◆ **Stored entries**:

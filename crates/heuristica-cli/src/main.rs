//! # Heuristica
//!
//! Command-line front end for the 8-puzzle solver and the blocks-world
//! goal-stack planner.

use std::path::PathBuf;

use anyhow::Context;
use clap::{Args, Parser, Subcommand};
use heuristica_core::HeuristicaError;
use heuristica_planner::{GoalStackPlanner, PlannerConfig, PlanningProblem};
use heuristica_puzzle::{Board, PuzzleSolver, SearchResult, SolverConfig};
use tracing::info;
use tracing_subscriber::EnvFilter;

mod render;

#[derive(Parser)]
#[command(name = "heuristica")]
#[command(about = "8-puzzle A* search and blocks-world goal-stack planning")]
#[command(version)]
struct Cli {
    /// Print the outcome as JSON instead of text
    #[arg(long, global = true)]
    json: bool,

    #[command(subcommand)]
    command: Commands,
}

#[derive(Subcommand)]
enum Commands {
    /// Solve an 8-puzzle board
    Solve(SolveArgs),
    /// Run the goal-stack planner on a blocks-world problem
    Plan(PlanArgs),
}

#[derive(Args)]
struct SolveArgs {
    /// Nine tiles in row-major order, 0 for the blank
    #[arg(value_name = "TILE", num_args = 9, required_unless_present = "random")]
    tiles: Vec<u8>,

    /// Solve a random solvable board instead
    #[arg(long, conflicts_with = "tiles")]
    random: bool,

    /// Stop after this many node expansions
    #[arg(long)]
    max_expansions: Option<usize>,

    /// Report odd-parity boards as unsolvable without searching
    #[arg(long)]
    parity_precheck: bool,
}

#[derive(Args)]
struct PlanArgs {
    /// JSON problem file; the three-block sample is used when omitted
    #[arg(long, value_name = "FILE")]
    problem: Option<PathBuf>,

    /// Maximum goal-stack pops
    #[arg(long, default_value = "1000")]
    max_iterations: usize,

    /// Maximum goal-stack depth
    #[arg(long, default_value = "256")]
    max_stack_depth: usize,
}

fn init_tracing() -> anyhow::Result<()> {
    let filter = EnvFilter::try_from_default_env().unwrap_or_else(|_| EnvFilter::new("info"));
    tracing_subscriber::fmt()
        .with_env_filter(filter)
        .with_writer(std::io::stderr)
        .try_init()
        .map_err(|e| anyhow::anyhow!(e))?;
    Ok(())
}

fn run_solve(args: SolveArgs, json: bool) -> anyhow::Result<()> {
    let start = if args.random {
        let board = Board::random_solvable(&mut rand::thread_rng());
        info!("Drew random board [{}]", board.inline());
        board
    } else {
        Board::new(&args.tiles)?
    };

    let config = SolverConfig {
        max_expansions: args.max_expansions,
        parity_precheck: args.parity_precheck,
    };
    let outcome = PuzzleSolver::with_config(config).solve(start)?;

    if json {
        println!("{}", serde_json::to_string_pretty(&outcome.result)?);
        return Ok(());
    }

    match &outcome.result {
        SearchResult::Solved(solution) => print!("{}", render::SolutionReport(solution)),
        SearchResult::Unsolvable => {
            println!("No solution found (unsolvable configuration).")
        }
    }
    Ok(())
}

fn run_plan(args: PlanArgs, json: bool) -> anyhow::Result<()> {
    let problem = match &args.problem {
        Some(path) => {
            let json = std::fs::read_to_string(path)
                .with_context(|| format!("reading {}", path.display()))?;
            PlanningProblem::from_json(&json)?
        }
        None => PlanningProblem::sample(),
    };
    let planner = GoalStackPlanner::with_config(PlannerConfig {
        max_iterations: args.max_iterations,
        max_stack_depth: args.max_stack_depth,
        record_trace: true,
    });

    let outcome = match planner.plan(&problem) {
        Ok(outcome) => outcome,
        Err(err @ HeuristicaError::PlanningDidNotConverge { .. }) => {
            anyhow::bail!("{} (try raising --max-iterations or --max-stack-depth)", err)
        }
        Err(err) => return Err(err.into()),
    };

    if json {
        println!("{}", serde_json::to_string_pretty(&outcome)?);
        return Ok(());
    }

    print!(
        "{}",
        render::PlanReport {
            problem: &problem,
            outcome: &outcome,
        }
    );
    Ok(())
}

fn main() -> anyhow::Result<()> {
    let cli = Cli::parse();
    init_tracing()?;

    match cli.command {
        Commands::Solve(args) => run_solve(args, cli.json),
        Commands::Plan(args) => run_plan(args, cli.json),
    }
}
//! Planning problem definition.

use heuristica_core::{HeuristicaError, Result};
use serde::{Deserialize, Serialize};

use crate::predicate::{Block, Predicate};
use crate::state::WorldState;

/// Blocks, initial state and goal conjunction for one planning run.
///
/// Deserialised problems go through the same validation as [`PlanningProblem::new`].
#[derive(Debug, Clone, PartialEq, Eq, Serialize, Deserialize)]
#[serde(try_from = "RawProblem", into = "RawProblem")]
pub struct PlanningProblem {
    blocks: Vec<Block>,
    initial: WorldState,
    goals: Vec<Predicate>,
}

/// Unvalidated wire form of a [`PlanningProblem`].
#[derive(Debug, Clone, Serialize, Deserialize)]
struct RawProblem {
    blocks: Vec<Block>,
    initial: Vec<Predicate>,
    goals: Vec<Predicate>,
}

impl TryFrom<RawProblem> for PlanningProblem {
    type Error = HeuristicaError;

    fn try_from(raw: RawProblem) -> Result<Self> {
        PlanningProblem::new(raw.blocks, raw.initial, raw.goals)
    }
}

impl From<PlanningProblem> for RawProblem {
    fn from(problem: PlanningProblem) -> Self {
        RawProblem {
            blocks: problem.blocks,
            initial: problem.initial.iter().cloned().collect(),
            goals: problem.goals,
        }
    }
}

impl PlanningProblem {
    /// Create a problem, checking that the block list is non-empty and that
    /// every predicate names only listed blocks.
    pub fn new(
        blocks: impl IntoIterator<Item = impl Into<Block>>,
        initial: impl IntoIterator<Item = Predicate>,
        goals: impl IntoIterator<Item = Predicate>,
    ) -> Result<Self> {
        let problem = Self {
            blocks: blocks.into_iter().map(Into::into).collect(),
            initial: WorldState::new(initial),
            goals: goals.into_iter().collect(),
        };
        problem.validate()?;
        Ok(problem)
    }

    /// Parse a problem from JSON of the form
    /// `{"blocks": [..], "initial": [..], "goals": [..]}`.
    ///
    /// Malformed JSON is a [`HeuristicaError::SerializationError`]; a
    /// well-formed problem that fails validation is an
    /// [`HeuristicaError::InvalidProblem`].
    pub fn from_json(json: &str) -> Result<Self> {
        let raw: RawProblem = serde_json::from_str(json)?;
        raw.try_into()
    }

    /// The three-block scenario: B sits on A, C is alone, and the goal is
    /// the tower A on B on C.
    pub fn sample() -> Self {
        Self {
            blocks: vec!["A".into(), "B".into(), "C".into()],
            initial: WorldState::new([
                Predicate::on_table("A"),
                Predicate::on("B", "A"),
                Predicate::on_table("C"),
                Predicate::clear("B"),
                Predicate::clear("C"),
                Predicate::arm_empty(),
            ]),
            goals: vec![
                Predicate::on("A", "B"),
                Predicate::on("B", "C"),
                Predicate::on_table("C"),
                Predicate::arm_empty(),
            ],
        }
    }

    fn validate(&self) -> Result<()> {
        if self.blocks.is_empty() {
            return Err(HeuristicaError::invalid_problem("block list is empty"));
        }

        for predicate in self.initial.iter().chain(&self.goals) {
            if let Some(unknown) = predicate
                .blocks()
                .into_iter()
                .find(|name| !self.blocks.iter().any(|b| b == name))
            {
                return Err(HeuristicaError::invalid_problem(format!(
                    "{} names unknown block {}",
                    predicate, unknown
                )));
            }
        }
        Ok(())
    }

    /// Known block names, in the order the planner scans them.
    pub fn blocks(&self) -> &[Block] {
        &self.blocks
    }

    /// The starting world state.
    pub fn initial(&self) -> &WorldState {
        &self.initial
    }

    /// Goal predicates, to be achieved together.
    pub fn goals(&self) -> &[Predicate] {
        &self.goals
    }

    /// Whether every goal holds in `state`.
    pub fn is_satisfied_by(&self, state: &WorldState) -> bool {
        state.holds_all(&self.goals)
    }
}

◆ **Work instruction**: Report, for the data above, every line in which the string "return" appears.

◆ **Task response**:
        return Ok(());
        Err(err) => return Err(err.into()),
        return Ok(());
            return Err(HeuristicaError::invalid_problem("block list is empty"));
                return Err(HeuristicaError::invalid_problem(format!(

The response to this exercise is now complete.